Start of Block

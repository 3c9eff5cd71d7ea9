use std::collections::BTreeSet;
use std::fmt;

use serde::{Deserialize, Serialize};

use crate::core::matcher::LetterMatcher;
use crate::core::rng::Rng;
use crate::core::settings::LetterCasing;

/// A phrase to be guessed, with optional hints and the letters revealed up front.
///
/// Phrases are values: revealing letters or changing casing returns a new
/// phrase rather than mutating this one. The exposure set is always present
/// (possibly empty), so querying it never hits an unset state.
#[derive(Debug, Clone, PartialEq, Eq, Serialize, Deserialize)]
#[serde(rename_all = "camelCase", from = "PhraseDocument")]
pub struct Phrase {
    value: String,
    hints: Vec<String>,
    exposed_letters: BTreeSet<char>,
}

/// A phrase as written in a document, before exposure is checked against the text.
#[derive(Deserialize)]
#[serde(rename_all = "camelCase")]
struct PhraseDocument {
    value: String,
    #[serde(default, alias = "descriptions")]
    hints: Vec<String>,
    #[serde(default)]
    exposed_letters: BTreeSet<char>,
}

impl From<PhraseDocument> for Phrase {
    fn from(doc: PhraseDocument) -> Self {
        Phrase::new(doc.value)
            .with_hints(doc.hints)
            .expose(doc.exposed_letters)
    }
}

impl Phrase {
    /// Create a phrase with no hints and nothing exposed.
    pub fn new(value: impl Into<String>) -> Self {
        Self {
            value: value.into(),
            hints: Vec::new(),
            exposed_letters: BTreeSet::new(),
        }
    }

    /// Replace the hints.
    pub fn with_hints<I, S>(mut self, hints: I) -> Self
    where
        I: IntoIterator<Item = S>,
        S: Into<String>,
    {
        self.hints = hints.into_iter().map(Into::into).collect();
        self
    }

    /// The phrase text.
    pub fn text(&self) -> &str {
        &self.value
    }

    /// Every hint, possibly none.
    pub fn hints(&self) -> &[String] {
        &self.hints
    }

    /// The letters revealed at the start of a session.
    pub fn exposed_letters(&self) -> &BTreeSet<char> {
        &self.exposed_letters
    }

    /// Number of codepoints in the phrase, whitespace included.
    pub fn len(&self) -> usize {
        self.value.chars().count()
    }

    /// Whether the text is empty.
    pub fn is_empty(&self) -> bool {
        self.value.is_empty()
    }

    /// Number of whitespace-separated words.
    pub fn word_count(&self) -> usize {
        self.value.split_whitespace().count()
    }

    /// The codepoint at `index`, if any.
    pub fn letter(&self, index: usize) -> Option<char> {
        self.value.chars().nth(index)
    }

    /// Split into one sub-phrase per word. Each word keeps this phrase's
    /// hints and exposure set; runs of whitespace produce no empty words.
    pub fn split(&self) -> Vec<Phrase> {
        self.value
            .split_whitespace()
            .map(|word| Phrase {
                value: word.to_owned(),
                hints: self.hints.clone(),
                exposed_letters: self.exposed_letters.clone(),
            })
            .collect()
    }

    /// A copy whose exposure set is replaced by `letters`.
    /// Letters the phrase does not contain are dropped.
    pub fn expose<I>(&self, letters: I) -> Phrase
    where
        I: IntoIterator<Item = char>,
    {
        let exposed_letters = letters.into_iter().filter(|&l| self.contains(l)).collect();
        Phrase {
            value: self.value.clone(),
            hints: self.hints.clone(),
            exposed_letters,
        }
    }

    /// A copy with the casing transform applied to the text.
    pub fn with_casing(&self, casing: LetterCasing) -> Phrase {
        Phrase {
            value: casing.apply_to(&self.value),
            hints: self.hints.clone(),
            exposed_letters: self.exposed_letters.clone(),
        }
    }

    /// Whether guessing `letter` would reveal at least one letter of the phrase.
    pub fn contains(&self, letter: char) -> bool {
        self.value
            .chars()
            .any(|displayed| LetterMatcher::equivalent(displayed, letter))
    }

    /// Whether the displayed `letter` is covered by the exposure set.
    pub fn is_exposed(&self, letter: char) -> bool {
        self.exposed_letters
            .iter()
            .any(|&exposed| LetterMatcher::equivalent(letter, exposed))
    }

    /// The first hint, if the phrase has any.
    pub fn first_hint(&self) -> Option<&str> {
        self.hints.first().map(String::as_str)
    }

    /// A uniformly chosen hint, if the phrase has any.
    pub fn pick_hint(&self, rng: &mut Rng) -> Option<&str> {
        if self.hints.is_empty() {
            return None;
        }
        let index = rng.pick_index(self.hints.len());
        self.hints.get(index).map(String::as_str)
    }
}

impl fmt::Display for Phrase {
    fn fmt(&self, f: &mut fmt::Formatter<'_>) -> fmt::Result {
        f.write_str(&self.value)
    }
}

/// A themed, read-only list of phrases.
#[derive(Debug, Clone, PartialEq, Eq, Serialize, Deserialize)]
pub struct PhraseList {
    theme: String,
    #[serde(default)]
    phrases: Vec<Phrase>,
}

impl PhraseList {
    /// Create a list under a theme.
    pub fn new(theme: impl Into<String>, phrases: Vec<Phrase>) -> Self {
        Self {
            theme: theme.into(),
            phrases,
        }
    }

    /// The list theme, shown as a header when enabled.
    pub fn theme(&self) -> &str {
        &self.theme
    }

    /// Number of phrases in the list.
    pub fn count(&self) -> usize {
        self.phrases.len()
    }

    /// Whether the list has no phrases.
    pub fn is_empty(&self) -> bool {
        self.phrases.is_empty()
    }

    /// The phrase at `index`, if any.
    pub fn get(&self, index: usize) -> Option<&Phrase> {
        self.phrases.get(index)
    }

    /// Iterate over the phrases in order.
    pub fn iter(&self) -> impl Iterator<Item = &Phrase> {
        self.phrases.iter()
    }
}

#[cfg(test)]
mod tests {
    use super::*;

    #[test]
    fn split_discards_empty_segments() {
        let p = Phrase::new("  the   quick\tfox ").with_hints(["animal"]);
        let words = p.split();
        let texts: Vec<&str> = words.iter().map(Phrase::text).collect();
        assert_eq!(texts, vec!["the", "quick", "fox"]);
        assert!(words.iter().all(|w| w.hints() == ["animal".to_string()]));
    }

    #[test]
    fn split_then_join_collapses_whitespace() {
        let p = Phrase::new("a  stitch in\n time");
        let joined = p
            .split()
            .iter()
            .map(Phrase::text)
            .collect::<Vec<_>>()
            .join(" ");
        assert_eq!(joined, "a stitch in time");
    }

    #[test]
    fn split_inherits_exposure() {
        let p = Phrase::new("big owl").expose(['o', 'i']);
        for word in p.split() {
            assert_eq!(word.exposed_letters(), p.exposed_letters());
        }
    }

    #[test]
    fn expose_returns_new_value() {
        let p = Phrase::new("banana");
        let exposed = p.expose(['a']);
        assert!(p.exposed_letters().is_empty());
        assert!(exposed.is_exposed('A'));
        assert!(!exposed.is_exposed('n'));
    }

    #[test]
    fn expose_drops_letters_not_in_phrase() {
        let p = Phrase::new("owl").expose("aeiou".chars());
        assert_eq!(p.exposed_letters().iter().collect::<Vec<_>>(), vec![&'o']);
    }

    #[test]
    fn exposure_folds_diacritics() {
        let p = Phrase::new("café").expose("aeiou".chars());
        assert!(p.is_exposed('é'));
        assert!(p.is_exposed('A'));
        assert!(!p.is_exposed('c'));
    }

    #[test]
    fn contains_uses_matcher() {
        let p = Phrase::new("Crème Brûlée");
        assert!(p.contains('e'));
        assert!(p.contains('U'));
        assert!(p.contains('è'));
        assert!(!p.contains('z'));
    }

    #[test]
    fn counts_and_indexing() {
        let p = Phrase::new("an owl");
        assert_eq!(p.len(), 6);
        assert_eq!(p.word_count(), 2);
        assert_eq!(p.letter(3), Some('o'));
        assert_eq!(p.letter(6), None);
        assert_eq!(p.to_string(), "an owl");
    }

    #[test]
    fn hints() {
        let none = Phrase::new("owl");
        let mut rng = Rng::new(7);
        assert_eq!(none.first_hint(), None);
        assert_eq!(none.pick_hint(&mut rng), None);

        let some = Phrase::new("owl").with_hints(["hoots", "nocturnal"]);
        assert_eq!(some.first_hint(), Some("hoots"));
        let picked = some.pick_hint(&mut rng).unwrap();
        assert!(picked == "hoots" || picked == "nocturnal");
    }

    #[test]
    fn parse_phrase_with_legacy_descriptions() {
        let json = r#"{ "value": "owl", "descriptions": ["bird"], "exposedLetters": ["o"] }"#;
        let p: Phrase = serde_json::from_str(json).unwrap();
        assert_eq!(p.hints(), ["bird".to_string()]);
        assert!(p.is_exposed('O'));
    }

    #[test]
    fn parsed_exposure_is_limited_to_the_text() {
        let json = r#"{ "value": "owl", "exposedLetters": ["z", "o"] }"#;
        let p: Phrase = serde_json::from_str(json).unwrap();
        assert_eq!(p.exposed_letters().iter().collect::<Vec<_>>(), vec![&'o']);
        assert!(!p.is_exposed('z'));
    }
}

End of Block

Problem statement. The lines to extract from the data above begin with the line containing "in the list." and end with the line containing "use super::*;". Extract them exactly, including both.

Exercise result.
    /// Number of phrases in the list.
    pub fn count(&self) -> usize {
        self.phrases.len()
    }

    /// Whether the list has no phrases.
    pub fn is_empty(&self) -> bool {
        self.phrases.is_empty()
    }

    /// The phrase at `index`, if any.
    pub fn get(&self, index: usize) -> Option<&Phrase> {
        self.phrases.get(index)
    }

    /// Iterate over the phrases in order.
    pub fn iter(&self) -> impl Iterator<Item = &Phrase> {
        self.phrases.iter()
    }
}

#[cfg(test)]
mod tests {
    use super::*;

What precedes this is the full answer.